> [DIRECTIONS FOR THIS TASK] First find the line with "filter = tracing_subscriber::EnvFilter::try_from_default_env()" in the entries below, then set down exactly every line through the line with "Subscriber bleibt bestehen", that line included.

[Stored items from a collection]
■ ■ ■

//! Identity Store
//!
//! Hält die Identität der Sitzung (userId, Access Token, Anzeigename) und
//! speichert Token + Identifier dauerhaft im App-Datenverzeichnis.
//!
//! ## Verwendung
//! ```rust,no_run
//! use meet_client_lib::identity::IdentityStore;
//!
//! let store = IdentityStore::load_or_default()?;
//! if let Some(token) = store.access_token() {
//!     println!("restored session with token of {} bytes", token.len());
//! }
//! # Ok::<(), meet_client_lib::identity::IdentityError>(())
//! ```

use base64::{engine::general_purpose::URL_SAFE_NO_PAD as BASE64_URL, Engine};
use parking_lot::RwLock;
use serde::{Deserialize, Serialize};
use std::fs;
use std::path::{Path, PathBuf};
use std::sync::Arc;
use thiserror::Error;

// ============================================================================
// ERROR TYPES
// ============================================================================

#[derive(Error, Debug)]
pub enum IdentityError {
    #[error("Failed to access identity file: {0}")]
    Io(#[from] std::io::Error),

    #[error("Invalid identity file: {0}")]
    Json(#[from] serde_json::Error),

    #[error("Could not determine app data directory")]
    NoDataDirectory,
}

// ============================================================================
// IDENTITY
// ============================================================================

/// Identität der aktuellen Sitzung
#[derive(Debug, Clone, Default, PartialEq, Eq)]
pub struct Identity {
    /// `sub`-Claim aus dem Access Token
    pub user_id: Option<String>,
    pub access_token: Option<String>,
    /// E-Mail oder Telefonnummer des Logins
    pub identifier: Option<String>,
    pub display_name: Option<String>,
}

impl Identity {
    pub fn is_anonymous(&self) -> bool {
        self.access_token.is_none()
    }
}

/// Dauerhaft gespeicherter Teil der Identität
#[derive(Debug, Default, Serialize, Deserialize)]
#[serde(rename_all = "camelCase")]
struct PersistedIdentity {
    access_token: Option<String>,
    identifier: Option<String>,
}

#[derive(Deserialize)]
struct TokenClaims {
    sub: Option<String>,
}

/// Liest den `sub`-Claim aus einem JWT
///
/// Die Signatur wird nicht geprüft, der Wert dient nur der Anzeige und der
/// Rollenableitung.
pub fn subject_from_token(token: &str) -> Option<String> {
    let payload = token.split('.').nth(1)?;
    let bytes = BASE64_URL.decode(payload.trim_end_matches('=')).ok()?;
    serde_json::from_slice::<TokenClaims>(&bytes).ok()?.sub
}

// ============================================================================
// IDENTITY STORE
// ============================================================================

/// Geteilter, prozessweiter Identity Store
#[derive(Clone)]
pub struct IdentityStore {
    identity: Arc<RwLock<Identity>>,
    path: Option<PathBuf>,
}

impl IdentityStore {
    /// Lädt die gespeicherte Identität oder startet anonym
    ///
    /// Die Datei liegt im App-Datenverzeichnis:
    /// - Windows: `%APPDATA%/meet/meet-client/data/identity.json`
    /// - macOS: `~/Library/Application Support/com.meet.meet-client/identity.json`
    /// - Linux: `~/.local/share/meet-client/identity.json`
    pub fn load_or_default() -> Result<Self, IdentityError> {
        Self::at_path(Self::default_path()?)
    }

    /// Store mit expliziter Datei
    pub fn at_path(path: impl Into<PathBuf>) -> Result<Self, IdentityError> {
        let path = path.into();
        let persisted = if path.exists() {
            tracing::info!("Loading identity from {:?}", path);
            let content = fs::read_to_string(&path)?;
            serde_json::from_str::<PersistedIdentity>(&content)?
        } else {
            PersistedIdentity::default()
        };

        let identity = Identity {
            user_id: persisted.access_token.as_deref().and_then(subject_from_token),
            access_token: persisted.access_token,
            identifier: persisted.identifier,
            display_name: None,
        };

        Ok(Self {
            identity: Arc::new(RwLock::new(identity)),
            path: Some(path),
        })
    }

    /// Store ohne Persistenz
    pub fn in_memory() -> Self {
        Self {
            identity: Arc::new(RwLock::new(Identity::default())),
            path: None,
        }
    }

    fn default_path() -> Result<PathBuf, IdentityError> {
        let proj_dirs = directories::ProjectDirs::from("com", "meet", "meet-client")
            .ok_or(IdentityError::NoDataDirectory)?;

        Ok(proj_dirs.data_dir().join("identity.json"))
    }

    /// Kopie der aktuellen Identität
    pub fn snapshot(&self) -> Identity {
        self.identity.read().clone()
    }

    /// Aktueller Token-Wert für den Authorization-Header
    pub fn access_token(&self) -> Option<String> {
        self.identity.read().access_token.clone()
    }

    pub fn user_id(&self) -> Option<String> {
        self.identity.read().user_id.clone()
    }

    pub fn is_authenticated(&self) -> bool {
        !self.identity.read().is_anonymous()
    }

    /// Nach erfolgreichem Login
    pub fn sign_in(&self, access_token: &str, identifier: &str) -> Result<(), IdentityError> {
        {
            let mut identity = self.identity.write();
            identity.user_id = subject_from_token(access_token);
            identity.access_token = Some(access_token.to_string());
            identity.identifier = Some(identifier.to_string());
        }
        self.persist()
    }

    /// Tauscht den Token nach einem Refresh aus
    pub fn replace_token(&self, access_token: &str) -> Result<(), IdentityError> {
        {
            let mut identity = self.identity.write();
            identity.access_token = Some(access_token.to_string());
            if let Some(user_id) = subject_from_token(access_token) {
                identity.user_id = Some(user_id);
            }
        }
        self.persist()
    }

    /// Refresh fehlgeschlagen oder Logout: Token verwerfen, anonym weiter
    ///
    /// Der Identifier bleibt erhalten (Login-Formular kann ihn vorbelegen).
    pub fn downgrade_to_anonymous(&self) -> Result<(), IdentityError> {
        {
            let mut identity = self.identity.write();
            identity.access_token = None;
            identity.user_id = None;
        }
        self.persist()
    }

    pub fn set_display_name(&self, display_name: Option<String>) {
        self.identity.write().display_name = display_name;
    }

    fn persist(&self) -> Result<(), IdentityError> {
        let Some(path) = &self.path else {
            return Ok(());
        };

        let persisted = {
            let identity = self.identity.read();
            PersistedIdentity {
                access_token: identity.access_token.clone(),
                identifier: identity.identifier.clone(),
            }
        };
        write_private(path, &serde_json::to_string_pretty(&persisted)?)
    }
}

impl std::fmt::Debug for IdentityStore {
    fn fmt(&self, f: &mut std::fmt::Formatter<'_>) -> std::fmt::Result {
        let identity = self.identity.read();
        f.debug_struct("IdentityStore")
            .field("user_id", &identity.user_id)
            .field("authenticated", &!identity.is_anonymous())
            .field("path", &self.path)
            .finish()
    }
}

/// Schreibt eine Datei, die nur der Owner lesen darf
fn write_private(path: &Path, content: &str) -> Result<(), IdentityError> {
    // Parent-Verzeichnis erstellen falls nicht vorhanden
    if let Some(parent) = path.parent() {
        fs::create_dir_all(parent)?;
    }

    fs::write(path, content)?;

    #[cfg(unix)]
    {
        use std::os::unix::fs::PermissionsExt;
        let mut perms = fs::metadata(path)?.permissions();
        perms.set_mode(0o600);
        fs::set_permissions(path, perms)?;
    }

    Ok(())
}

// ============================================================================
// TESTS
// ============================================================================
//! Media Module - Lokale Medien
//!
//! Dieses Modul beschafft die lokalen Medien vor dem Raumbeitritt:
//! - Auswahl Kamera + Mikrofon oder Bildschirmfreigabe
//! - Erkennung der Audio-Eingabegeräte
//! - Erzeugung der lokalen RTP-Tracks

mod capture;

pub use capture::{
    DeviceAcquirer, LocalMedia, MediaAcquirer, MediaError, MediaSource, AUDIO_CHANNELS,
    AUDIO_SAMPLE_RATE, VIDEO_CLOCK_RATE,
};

■ ■ ■

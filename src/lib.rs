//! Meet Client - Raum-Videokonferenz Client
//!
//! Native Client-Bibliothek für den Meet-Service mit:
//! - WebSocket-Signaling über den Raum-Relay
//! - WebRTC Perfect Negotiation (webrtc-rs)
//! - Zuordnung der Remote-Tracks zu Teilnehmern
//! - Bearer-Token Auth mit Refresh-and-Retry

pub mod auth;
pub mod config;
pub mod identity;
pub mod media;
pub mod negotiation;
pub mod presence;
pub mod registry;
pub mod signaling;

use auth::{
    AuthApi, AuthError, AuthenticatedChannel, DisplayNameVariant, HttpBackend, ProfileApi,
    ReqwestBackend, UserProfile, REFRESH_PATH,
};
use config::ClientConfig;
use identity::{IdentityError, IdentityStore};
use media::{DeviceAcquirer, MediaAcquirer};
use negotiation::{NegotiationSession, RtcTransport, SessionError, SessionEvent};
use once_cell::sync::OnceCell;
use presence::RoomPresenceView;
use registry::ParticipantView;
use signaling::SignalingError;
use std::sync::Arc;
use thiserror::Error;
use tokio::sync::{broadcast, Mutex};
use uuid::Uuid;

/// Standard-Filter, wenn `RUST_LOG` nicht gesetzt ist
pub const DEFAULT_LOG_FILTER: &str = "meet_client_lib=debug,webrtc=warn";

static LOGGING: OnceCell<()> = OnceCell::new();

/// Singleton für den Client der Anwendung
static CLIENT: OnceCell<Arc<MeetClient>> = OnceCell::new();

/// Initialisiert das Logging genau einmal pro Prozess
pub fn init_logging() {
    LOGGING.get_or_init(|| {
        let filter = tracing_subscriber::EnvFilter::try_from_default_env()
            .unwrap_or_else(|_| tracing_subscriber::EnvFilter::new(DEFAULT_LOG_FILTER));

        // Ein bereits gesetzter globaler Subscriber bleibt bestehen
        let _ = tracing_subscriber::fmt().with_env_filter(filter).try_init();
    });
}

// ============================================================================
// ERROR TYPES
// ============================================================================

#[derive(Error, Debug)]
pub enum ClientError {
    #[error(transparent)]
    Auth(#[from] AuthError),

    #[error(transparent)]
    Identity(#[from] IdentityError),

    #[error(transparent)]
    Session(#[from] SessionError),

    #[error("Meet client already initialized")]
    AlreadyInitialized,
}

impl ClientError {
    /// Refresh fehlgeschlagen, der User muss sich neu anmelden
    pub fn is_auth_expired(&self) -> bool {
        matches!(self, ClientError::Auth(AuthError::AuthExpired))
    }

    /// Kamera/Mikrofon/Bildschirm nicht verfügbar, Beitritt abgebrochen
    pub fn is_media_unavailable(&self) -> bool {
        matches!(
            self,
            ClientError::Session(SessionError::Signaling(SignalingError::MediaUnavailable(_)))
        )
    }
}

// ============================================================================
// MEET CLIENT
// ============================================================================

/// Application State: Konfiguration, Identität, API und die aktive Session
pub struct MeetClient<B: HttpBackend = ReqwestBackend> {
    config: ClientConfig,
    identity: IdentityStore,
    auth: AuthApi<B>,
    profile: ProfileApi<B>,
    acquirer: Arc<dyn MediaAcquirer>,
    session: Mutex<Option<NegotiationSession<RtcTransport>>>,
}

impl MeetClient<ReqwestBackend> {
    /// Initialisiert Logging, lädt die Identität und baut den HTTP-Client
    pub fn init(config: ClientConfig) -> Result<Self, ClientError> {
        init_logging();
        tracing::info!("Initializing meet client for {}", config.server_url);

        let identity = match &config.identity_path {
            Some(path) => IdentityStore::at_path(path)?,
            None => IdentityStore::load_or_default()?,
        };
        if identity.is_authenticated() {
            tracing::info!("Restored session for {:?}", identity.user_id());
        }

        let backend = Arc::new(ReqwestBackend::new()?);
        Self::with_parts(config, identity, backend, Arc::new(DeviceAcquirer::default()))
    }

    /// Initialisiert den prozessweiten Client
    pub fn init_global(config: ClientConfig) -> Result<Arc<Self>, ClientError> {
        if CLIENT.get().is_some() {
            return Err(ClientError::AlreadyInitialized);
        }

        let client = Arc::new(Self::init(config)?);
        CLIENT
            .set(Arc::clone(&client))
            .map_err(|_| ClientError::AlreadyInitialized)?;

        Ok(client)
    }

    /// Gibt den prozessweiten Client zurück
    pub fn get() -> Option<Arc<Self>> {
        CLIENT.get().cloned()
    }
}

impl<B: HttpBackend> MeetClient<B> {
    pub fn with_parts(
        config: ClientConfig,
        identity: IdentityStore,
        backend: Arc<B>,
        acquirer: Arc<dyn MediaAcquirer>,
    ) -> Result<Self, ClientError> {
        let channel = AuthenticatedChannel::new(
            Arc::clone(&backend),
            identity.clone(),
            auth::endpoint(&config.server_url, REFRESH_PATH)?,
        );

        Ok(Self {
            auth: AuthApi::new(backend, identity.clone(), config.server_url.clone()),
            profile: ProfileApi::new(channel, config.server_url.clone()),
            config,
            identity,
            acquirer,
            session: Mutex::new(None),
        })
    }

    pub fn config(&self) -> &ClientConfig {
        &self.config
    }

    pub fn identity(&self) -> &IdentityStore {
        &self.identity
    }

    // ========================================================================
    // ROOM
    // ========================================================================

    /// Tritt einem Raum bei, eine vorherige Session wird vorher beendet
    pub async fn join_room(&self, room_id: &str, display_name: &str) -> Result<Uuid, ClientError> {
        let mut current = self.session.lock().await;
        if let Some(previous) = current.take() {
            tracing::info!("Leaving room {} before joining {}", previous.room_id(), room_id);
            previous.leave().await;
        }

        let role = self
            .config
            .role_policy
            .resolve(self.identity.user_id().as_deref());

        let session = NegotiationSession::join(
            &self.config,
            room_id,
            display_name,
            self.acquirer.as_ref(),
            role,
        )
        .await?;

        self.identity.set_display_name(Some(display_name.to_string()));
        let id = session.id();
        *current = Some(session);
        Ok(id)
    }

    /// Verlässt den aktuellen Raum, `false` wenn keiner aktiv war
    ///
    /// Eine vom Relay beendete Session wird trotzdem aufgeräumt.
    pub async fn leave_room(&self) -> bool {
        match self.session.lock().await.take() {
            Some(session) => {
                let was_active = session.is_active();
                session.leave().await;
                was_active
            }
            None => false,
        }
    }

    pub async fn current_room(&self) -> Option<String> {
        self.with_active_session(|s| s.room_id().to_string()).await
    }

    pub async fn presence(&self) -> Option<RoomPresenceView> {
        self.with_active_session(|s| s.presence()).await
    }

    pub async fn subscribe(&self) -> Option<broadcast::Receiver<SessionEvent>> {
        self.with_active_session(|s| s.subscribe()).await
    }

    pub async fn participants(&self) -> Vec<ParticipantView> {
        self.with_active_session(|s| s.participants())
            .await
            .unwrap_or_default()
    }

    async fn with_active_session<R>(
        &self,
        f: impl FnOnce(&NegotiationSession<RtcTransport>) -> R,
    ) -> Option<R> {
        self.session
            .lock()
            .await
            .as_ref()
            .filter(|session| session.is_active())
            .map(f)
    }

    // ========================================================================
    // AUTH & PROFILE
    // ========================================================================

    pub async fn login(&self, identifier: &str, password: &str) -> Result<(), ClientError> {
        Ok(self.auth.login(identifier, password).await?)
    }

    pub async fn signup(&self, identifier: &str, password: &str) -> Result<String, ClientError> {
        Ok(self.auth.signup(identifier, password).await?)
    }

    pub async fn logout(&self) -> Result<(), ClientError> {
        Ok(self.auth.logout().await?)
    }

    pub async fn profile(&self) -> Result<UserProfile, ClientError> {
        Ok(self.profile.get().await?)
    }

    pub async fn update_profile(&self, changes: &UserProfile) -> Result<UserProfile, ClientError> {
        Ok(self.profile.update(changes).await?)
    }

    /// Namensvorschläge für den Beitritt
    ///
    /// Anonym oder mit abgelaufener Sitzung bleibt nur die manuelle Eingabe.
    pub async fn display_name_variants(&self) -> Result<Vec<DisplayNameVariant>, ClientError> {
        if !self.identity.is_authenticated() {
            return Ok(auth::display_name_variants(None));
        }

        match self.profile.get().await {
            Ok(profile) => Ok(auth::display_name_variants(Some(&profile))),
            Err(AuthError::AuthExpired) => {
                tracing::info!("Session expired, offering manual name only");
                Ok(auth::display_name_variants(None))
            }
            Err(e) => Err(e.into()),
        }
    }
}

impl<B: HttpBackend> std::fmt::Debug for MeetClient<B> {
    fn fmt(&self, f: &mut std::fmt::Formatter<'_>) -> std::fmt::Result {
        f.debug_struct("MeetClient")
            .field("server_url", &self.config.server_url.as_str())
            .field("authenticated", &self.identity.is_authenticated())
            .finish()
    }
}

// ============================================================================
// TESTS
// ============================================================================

■ ■ ■

> [RESULT OF THIS EXERCISE]
        let filter = tracing_subscriber::EnvFilter::try_from_default_env()
            .unwrap_or_else(|_| tracing_subscriber::EnvFilter::new(DEFAULT_LOG_FILTER));

        // Ein bereits gesetzter globaler Subscriber bleibt bestehen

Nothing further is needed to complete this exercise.